- Opening Delimiter -
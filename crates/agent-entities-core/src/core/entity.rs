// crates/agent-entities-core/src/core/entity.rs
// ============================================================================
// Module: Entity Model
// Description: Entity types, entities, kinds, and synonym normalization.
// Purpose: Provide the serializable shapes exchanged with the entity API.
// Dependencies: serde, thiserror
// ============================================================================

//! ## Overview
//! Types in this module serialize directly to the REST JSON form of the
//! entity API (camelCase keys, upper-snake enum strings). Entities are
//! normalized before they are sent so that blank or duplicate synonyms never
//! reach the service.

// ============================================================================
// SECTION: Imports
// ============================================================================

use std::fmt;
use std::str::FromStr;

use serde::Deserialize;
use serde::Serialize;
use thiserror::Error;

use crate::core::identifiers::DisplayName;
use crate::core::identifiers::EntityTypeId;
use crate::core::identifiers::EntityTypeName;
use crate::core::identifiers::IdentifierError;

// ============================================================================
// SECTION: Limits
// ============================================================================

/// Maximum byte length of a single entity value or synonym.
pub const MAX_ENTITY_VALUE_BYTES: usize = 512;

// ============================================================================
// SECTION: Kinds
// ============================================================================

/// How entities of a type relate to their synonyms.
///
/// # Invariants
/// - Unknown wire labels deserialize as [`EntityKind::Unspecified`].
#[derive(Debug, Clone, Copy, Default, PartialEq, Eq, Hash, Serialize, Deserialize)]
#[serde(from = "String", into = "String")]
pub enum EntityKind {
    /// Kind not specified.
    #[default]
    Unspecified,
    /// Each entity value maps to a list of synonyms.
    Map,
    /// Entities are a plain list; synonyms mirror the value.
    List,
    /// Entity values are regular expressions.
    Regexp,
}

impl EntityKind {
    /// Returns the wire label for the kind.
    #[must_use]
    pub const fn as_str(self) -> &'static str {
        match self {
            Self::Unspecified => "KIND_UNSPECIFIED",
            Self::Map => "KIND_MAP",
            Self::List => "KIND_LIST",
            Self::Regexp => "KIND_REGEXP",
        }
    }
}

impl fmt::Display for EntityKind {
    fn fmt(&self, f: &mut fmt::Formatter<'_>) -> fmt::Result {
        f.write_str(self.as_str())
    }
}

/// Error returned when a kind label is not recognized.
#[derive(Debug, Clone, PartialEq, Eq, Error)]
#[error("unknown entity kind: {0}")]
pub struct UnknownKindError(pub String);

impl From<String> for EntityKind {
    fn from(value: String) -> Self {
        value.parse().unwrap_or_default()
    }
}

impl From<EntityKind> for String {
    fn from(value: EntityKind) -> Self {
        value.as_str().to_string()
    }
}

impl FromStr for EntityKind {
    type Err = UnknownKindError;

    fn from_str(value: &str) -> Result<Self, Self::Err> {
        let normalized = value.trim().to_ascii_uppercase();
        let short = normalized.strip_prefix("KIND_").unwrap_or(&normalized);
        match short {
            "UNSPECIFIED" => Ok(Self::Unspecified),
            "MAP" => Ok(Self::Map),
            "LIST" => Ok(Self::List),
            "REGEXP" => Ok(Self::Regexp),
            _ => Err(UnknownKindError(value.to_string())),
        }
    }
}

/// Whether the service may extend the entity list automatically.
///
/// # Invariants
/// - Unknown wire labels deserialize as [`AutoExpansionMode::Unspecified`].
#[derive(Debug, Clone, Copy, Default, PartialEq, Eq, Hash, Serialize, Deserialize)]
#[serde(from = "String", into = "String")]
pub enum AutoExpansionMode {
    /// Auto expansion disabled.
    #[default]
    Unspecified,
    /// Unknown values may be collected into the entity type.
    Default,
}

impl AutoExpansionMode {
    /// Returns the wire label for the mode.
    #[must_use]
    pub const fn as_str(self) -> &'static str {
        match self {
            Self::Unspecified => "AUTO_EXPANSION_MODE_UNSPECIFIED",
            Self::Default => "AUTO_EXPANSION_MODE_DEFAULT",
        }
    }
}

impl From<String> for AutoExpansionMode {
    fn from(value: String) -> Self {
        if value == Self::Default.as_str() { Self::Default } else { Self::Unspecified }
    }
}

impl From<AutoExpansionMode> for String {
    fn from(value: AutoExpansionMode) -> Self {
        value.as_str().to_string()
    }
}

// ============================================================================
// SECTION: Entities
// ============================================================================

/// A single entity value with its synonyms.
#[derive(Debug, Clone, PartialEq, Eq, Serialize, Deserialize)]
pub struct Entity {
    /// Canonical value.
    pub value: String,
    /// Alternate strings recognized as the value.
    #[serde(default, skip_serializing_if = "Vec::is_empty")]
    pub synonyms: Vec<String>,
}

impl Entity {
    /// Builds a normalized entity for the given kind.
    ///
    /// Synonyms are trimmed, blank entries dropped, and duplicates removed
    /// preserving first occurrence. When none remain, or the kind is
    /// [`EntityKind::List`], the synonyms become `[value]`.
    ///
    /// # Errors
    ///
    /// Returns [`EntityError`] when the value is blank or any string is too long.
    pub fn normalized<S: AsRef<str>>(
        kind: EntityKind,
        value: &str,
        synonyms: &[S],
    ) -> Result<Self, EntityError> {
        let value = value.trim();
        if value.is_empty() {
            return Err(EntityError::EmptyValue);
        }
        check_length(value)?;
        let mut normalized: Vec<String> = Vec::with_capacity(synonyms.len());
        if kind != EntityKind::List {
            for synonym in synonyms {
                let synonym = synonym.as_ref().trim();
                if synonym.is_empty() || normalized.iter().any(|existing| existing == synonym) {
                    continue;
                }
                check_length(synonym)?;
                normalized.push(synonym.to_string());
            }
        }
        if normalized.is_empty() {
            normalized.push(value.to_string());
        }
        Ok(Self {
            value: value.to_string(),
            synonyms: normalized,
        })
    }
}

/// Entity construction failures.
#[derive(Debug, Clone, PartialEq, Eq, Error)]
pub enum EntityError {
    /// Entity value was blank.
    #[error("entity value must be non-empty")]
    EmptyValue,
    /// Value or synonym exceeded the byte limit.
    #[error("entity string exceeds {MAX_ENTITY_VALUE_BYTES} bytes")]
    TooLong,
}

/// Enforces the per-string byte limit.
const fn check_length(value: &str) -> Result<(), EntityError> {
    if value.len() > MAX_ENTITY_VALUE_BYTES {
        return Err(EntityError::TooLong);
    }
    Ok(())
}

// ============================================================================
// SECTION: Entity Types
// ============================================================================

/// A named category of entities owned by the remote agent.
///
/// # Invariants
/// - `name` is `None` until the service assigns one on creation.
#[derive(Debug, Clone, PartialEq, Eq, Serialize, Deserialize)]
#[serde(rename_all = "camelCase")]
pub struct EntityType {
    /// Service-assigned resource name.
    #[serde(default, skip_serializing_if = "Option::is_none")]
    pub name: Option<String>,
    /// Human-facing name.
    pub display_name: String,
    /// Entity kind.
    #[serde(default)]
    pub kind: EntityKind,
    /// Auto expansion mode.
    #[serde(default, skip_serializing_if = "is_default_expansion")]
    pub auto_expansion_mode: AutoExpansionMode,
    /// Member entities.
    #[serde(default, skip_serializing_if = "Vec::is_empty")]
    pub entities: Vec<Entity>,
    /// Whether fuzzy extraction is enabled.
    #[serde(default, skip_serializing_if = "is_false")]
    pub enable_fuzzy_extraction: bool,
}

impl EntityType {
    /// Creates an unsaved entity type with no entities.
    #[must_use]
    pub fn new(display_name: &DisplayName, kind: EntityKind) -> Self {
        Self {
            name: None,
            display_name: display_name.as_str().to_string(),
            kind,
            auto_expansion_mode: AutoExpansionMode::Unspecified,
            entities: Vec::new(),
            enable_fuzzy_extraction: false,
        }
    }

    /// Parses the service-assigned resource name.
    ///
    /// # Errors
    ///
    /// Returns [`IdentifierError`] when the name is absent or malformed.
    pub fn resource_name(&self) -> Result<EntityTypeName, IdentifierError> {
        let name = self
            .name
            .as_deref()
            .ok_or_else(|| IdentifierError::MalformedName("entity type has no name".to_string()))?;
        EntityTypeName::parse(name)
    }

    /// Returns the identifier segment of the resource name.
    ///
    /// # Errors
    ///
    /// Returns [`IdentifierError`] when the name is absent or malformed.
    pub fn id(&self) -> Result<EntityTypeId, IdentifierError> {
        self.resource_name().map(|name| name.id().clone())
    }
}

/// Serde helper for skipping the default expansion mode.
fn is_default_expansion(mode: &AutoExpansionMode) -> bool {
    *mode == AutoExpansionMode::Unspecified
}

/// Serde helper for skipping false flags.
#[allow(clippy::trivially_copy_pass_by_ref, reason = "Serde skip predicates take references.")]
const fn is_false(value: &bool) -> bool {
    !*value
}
- Closing Delimiter -
- Opening Delimiter -
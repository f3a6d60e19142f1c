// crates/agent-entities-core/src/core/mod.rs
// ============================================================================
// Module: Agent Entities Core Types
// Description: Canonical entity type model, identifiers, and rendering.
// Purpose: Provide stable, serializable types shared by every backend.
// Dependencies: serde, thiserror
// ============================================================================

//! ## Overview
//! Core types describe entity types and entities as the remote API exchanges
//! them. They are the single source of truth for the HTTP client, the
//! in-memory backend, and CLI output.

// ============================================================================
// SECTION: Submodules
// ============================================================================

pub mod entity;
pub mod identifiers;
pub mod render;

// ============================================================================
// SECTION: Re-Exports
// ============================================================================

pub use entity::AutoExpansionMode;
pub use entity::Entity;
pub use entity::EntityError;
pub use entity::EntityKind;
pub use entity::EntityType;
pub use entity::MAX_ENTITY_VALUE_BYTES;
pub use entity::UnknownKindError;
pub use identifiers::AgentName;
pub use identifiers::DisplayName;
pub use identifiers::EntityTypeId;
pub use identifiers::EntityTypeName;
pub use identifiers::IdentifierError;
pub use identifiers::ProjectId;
- Closing Delimiter -
What to do:
Repeat, exactly as they stand above, the lines from the line with "check_length(value)?;" to the line with "pub enum EntityError", both lines included.

Answer area:
        check_length(value)?;
        let mut normalized: Vec<String> = Vec::with_capacity(synonyms.len());
        if kind != EntityKind::List {
            for synonym in synonyms {
                let synonym = synonym.as_ref().trim();
                if synonym.is_empty() || normalized.iter().any(|existing| existing == synonym) {
                    continue;
                }
                check_length(synonym)?;
                normalized.push(synonym.to_string());
            }
        }
        if normalized.is_empty() {
            normalized.push(value.to_string());
        }
        Ok(Self {
            value: value.to_string(),
            synonyms: normalized,
        })
    }
}

/// Entity construction failures.
#[derive(Debug, Clone, PartialEq, Eq, Error)]
pub enum EntityError {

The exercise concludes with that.